▶ _Exercise objective_:
Please write out the records exactly.

▶ _Source material_:

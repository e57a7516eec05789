use std::time::Duration;

use crate::arrows::StripDirection;

// Class names shared between the components and the DOM helpers
pub const MENU_TITLE_CLASS: &str = "menu";
pub const ITEM_LIST_CLASS: &str = "itemList";
pub const NAV_CONTAINER_CLASS: &str = "nav-container";
pub const NAV_SPACER_CLASS: &str = "nav-spacer";
pub const CATEGORY_NAV_CLASS: &str = "category-nav";
pub const CATEGORY_HEADER_CLASS: &str = "category-header";
pub const ITEMS_CONTAINER_CLASS: &str = "items-container";
pub const MENU_ITEM_CLASS: &str = "menu-item";
pub const COLLAPSED_CLASS: &str = "collapsed";
pub const ACTIVE_CLASS: &str = "active";
pub const VISIBLE_CLASS: &str = "visible";

pub const ITEM_LIST_SELECTOR: &str = ".itemList";
pub const NAV_CONTAINER_SELECTOR: &str = ".nav-container";

/// Page-level settings, built once in `main` and handed to the app as context.
#[derive(Clone, Debug, PartialEq)]
pub struct MenuConfig {
    pub title: String,
    /// Menu JSON, resolved against the page URL.
    pub items_path: String,
    /// Id of the element the app mounts into.
    pub root_id: String,
    /// Horizontal distance one arrow press scrolls the category strip (px).
    pub nav_scroll_step: f64,
    /// Gap left between the fixed nav bar and a scrolled-to header (px).
    pub header_offset: f64,
    /// Upper bound on waiting for the collapse transition to end.
    pub collapse_settle: Duration,
    /// Upper bound on waiting for the smooth scroll to end.
    pub scroll_settle: Duration,
    pub reveal_threshold: f64,
    pub reveal_root_margin: String,
    pub strip_direction: StripDirection,
}

impl Default for MenuConfig {
    fn default() -> Self {
        Self {
            title: "Menu".to_string(),
            items_path: "items.json".to_string(),
            root_id: "main".to_string(),
            nav_scroll_step: 300.0,
            header_offset: 10.0,
            collapse_settle: Duration::from_millis(300),
            scroll_settle: Duration::from_millis(500),
            reveal_threshold: 0.1,
            reveal_root_margin: "50px".to_string(),
            strip_direction: StripDirection::Rtl,
        }
    }
}

#[cfg(test)]
mod tests {
    use super::*;

    #[test]
    fn test_default_timings() {
        let config = MenuConfig::default();
        assert_eq!(config.collapse_settle, Duration::from_millis(300));
        assert_eq!(config.scroll_settle, Duration::from_millis(500));
        assert_eq!(config.nav_scroll_step, 300.0);
        assert_eq!(config.header_offset, 10.0);
    }

    #[test]
    fn test_selectors_match_classes() {
        assert_eq!(ITEM_LIST_SELECTOR, format!(".{ITEM_LIST_CLASS}"));
        assert_eq!(NAV_CONTAINER_SELECTOR, format!(".{NAV_CONTAINER_CLASS}"));
    }
}
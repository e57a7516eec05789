use dioxus::prelude::*;
use tracing::warn;
use web_sys::Element;

use crate::config::MenuConfig;
use crate::menu::{render_sections, CategorySection};
use crate::navigator::{navigate_to, NavigatorState};
use crate::page::PageHost;
use crate::reveal::{reveal_now, RevealObserver};
use crate::types::MenuData;

/// Everything the menu components share. Built once by the root component
/// and torn down with it; the reveal observer disconnects when dropped.
#[derive(Clone, Copy)]
pub struct MenuContext {
    pub config: Signal<MenuConfig>,
    pub sections: Signal<Vec<CategorySection>>,
    pub navigator: Signal<NavigatorState>,
    pub reveal: Signal<Option<RevealObserver>>,
}

pub fn use_menu_context_provider(config: MenuConfig) -> MenuContext {
    use_context_provider(move || {
        let reveal = match RevealObserver::new(config.reveal_threshold, &config.reveal_root_margin) {
            Ok(observer) => Some(observer),
            Err(err) => {
                warn!("Item fade-in disabled: {}", err);
                None
            }
        };

        MenuContext {
            config: Signal::new(config),
            sections: Signal::new(Vec::new()),
            navigator: Signal::new(NavigatorState::default()),
            reveal: Signal::new(reveal),
        }
    })
}

pub fn use_menu_context() -> MenuContext {
    use_context::<MenuContext>()
}

impl MenuContext {
    /// Replace the whole item list; every section starts collapsed.
    pub fn render(&mut self, data: &MenuData) {
        let sections = render_sections(data);
        self.navigator.set(NavigatorState::new(sections.len()));
        self.sections.set(sections);
    }

    /// Header click
    pub fn toggle_section(&mut self, index: usize) {
        self.navigator.write().toggle(index);
    }

    /// Nav-button click. Runs the guided sequence on the event loop.
    pub fn navigate(&self, index: usize) {
        let mut host = PageHost::new(self.navigator, self.config.read().clone());
        spawn(async move {
            navigate_to(&mut host, index).await;
        });
    }

    /// Register a freshly mounted item row for its fade-in.
    pub fn watch_item(&self, element: &Element) {
        match self.reveal.read().as_ref() {
            Some(observer) => observer.observe(element),
            None => reveal_now(element),
        }
    }
}
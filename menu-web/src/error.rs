//! Error types for the menu page

use thiserror::Error;
use wasm_bindgen::JsValue;

/// Main error type for menu loading and page wiring
#[derive(Error, Debug)]
pub enum MenuError {
    #[error("HTTP request failed: {0}")]
    RequestError(#[from] reqwest::Error),

    #[error("Failed to fetch items: server responded with status {0}")]
    StatusError(u16),

    #[error("Invalid menu data: {0}")]
    ParseError(#[from] serde_json::Error),

    #[error("Invalid URL: {0}")]
    InvalidUrl(String),

    #[error("Required element '{0}' not found")]
    MissingAnchor(String),

    #[error("Browser API unavailable: {0}")]
    Unavailable(&'static str),

    #[error("JavaScript error: {0}")]
    JsError(String),
}

impl From<JsValue> for MenuError {
    fn from(value: JsValue) -> Self {
        let message = value.as_string().unwrap_or_else(|| format!("{value:?}"));
        MenuError::JsError(message)
    }
}

/// Result type for menu operations
pub type MenuResult<T> = Result<T, MenuError>;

▶ _Written solution_:
repository e57a7516eec05789
use std::time::Duration;

use crate::arrows::StripDirection;

// Class names shared between the components and the DOM helpers
pub const MENU_TITLE_CLASS: &str = "menu";
pub const ITEM_LIST_CLASS: &str = "itemList";
pub const NAV_CONTAINER_CLASS: &str = "nav-container";
pub const NAV_SPACER_CLASS: &str = "nav-spacer";
pub const CATEGORY_NAV_CLASS: &str = "category-nav";
pub const CATEGORY_HEADER_CLASS: &str = "category-header";
pub const ITEMS_CONTAINER_CLASS: &str = "items-container";
pub const MENU_ITEM_CLASS: &str = "menu-item";
pub const COLLAPSED_CLASS: &str = "collapsed";
pub const ACTIVE_CLASS: &str = "active";
pub const VISIBLE_CLASS: &str = "visible";

pub const ITEM_LIST_SELECTOR: &str = ".itemList";
pub const NAV_CONTAINER_SELECTOR: &str = ".nav-container";

/// Page-level settings, built once in `main` and handed to the app as context.
#[derive(Clone, Debug, PartialEq)]
pub struct MenuConfig {
    pub title: String,
    /// Menu JSON, resolved against the page URL.
    pub items_path: String,
    /// Id of the element the app mounts into.
    pub root_id: String,
    /// Horizontal distance one arrow press scrolls the category strip (px).
    pub nav_scroll_step: f64,
    /// Gap left between the fixed nav bar and a scrolled-to header (px).
    pub header_offset: f64,
    /// Upper bound on waiting for the collapse transition to end.
    pub collapse_settle: Duration,
    /// Upper bound on waiting for the smooth scroll to end.
    pub scroll_settle: Duration,
    pub reveal_threshold: f64,
    pub reveal_root_margin: String,
    pub strip_direction: StripDirection,
}

impl Default for MenuConfig {
    fn default() -> Self {
        Self {
            title: "Menu".to_string(),
            items_path: "items.json".to_string(),
            root_id: "main".to_string(),
            nav_scroll_step: 300.0,
            header_offset: 10.0,
            collapse_settle: Duration::from_millis(300),
            scroll_settle: Duration::from_millis(500),
            reveal_threshold: 0.1,
            reveal_root_margin: "50px".to_string(),
            strip_direction: StripDirection::Rtl,
        }
    }
}

#[cfg(test)]
mod tests {
    use super::*;

    #[test]
    fn test_default_timings() {
        let config = MenuConfig::default();
        assert_eq!(config.collapse_settle, Duration::from_millis(300));
        assert_eq!(config.scroll_settle, Duration::from_millis(500));
        assert_eq!(config.nav_scroll_step, 300.0);
        assert_eq!(config.header_offset, 10.0);
    }

    #[test]
    fn test_selectors_match_classes() {
        assert_eq!(ITEM_LIST_SELECTOR, format!(".{ITEM_LIST_CLASS}"));
        assert_eq!(NAV_CONTAINER_SELECTOR, format!(".{NAV_CONTAINER_CLASS}"));
    }
}
repository e57a7516eec05789
use dioxus::prelude::*;
use tracing::warn;
use web_sys::Element;

use crate::config::MenuConfig;
use crate::menu::{render_sections, CategorySection};
use crate::navigator::{navigate_to, NavigatorState};
use crate::page::PageHost;
use crate::reveal::{reveal_now, RevealObserver};
use crate::types::MenuData;

/// Everything the menu components share. Built once by the root component
/// and torn down with it; the reveal observer disconnects when dropped.
#[derive(Clone, Copy)]
pub struct MenuContext {
    pub config: Signal<MenuConfig>,
    pub sections: Signal<Vec<CategorySection>>,
    pub navigator: Signal<NavigatorState>,
    pub reveal: Signal<Option<RevealObserver>>,
}

pub fn use_menu_context_provider(config: MenuConfig) -> MenuContext {
    use_context_provider(move || {
        let reveal = match RevealObserver::new(config.reveal_threshold, &config.reveal_root_margin) {
            Ok(observer) => Some(observer),
            Err(err) => {
                warn!("Item fade-in disabled: {}", err);
                None
            }
        };

        MenuContext {
            config: Signal::new(config),
            sections: Signal::new(Vec::new()),
            navigator: Signal::new(NavigatorState::default()),
            reveal: Signal::new(reveal),
        }
    })
}

pub fn use_menu_context() -> MenuContext {
    use_context::<MenuContext>()
}

impl MenuContext {
    /// Replace the whole item list; every section starts collapsed.
    pub fn render(&mut self, data: &MenuData) {
        let sections = render_sections(data);
        self.navigator.set(NavigatorState::new(sections.len()));
        self.sections.set(sections);
    }

    /// Header click
    pub fn toggle_section(&mut self, index: usize) {
        self.navigator.write().toggle(index);
    }

    /// Nav-button click. Runs the guided sequence on the event loop.
    pub fn navigate(&self, index: usize) {
        let mut host = PageHost::new(self.navigator, self.config.read().clone());
        spawn(async move {
            navigate_to(&mut host, index).await;
        });
    }

    /// Register a freshly mounted item row for its fade-in.
    pub fn watch_item(&self, element: &Element) {
        match self.reveal.read().as_ref() {
            Some(observer) => observer.observe(element),
            None => reveal_now(element),
        }
    }
}
filename menu-web/src/error.rs
//! Error types for the menu page

use thiserror::Error;
use wasm_bindgen::JsValue;

/// Main error type for menu loading and page wiring
#[derive(Error, Debug)]
pub enum MenuError {
    #[error("HTTP request failed: {0}")]
    RequestError(#[from] reqwest::Error),

    #[error("Failed to fetch items: server responded with status {0}")]
    StatusError(u16),

    #[error("Invalid menu data: {0}")]
    ParseError(#[from] serde_json::Error),

    #[error("Invalid URL: {0}")]
    InvalidUrl(String),

    #[error("Required element '{0}' not found")]
    MissingAnchor(String),

    #[error("Browser API unavailable: {0}")]
    Unavailable(&'static str),

    #[error("JavaScript error: {0}")]
    JsError(String),
}

impl From<JsValue> for MenuError {
    fn from(value: JsValue) -> Self {
        let message = value.as_string().unwrap_or_else(|| format!("{value:?}"));
        MenuError::JsError(message)
    }
}

/// Result type for menu operations
pub type MenuResult<T> = Result<T, MenuError>;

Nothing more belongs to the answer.